(DATA RECORDS Opens)
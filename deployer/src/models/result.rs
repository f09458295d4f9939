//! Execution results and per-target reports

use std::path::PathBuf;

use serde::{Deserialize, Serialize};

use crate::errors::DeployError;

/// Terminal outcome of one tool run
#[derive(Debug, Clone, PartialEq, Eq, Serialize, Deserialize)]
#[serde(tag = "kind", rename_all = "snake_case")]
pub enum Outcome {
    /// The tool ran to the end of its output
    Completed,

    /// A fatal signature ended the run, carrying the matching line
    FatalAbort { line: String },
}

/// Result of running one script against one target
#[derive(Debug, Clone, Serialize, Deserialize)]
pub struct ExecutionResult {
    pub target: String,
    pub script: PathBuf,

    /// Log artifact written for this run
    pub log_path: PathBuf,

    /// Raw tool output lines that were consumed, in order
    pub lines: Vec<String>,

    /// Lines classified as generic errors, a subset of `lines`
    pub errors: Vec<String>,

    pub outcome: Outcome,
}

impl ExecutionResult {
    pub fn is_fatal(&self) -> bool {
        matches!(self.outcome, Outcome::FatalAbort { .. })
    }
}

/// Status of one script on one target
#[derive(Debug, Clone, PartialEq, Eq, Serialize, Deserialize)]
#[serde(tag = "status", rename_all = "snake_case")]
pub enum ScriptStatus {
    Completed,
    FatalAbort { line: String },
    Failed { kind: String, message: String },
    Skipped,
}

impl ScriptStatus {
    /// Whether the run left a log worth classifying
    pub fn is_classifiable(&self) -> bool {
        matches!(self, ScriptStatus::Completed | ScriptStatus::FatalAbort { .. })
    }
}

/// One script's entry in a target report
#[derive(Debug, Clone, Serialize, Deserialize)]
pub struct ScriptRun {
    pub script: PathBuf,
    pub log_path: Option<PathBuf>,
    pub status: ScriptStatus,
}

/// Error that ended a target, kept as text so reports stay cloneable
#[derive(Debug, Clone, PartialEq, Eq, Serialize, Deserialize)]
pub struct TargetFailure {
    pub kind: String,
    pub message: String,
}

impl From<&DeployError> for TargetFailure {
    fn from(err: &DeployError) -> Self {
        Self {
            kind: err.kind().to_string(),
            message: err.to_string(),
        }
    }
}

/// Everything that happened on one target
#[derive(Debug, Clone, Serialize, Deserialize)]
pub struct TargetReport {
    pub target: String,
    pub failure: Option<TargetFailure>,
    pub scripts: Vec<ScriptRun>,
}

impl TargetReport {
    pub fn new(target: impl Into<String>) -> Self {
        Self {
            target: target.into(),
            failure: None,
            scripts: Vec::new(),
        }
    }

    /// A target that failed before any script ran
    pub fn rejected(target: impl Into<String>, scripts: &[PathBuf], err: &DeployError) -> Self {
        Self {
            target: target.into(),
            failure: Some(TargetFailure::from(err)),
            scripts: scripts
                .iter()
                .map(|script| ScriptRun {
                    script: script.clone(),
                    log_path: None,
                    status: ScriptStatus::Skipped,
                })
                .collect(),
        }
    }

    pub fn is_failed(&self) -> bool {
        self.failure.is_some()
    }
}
(DATA RECORDS Closes)
(DATA RECORDS Opens)
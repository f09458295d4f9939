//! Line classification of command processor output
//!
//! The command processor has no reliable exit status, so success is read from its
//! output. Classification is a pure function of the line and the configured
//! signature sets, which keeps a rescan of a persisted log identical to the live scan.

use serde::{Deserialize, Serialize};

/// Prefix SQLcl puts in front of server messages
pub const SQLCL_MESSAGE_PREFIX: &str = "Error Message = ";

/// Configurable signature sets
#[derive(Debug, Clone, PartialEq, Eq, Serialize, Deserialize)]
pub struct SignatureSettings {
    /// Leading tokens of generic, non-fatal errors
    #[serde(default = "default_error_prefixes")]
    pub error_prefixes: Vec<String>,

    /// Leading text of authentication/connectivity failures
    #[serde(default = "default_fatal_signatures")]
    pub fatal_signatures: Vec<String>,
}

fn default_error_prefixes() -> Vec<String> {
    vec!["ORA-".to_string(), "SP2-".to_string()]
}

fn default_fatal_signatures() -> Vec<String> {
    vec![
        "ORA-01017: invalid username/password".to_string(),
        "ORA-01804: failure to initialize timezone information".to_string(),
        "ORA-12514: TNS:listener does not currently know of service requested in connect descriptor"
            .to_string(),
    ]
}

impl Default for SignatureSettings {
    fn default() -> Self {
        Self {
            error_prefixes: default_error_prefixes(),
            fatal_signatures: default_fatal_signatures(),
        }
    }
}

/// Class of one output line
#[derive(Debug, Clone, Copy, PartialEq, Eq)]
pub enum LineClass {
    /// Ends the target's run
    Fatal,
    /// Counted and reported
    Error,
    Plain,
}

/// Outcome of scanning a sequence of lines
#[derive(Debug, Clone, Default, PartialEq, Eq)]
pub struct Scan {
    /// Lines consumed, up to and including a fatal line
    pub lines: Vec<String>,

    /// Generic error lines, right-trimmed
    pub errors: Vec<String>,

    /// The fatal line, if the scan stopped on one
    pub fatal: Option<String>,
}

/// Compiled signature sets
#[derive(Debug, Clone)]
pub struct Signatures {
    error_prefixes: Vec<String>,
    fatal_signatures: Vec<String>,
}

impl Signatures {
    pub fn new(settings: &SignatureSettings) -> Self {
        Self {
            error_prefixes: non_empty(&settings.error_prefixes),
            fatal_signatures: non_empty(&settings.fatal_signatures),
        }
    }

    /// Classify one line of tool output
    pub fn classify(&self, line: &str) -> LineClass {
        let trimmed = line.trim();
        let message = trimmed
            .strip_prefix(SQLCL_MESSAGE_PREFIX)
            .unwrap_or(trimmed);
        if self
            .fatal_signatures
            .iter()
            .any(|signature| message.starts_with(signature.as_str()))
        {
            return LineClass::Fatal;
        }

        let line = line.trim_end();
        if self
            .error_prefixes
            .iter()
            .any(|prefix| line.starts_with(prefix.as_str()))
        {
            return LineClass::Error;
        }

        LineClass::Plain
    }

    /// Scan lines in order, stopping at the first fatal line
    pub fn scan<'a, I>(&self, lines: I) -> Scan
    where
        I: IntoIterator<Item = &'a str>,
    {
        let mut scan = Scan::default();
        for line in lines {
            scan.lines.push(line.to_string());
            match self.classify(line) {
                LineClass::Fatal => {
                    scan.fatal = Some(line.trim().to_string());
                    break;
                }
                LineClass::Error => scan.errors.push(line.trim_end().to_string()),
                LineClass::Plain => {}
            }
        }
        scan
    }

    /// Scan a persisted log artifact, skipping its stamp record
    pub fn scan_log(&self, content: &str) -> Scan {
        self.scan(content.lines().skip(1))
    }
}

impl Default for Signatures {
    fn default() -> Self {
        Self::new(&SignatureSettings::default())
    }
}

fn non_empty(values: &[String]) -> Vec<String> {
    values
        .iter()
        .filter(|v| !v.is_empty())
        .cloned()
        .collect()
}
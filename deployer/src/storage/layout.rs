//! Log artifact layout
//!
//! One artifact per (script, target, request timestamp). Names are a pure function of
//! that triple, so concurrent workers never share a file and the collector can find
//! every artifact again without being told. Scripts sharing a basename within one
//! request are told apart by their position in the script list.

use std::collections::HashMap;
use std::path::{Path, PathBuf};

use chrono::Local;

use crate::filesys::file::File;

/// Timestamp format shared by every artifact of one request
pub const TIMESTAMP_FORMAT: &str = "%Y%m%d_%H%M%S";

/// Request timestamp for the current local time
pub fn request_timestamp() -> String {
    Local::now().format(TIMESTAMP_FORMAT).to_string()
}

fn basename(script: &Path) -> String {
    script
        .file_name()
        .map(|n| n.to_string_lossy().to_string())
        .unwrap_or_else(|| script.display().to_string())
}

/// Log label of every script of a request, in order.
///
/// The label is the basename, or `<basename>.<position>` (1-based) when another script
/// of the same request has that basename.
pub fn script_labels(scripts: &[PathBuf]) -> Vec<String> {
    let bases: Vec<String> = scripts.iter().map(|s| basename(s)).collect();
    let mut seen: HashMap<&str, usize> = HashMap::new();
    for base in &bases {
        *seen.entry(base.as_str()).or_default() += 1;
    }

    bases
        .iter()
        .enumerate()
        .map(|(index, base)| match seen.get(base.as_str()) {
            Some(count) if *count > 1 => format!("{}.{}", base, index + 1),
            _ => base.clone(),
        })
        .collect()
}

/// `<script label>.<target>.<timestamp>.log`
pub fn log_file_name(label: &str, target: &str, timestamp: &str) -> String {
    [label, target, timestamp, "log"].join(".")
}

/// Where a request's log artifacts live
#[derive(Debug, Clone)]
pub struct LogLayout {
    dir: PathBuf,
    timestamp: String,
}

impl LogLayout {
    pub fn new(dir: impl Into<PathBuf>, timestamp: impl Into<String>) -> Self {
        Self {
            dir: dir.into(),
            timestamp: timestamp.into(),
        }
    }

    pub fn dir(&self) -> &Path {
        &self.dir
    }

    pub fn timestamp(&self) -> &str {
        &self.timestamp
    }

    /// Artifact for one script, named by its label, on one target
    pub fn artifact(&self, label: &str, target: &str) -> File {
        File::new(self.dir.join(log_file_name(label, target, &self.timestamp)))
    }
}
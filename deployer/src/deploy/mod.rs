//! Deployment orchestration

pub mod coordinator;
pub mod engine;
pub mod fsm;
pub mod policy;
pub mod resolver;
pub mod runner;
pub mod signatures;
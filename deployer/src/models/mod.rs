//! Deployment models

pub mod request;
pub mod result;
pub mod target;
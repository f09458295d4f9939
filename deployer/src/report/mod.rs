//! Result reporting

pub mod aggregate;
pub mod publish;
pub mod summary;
(DATA RECORDS Closes)
(DATA RECORDS Opens)
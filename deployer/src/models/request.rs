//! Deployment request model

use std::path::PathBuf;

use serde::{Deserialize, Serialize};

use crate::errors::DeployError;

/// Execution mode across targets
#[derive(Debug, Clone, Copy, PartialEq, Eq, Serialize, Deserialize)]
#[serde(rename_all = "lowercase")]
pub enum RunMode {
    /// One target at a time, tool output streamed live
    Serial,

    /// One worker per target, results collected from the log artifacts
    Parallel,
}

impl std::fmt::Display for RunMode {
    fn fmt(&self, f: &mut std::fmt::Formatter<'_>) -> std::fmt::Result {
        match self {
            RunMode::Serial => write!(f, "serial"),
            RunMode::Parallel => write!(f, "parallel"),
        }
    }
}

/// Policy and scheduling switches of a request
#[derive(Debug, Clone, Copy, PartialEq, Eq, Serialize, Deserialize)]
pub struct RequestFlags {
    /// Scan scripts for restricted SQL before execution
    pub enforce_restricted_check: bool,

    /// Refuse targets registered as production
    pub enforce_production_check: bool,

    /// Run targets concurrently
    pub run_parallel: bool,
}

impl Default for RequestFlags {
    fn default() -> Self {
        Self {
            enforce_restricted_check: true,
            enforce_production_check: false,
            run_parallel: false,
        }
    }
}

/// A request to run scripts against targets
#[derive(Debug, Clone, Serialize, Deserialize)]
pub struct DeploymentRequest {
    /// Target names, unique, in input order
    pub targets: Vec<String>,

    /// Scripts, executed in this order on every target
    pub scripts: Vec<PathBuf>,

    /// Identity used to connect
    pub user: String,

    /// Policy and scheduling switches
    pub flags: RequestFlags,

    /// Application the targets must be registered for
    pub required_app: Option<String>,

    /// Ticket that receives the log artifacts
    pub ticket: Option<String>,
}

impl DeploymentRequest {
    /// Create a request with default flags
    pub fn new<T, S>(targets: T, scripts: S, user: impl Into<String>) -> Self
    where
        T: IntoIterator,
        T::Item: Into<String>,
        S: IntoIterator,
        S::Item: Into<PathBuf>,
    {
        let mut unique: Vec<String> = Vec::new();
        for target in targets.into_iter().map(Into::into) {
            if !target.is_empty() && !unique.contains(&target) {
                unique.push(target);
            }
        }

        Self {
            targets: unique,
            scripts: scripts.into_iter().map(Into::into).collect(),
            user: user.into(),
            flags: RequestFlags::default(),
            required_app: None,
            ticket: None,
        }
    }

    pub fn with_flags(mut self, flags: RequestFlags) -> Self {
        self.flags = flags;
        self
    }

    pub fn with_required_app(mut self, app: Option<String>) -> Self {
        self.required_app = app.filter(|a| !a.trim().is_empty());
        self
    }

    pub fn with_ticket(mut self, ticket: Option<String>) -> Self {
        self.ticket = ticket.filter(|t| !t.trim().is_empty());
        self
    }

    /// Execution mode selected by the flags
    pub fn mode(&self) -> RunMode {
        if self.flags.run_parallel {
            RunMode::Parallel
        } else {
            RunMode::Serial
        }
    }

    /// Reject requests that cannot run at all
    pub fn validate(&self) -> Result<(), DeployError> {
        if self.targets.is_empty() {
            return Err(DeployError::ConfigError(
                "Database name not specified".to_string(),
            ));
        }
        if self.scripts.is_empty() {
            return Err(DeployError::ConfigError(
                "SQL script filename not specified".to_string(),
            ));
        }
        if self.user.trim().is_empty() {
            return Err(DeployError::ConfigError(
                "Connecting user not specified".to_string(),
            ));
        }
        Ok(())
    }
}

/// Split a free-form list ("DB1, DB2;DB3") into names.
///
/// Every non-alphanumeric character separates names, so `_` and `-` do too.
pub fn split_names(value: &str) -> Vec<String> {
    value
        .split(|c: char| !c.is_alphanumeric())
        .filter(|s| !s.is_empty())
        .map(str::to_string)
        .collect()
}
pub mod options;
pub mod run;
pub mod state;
(DATA RECORDS Closes)
• **EXERCISE DETAILS**: Looking at the entries above, how many lines contain "consumed"? State the number and nothing more.

• **RESPONSE**: 2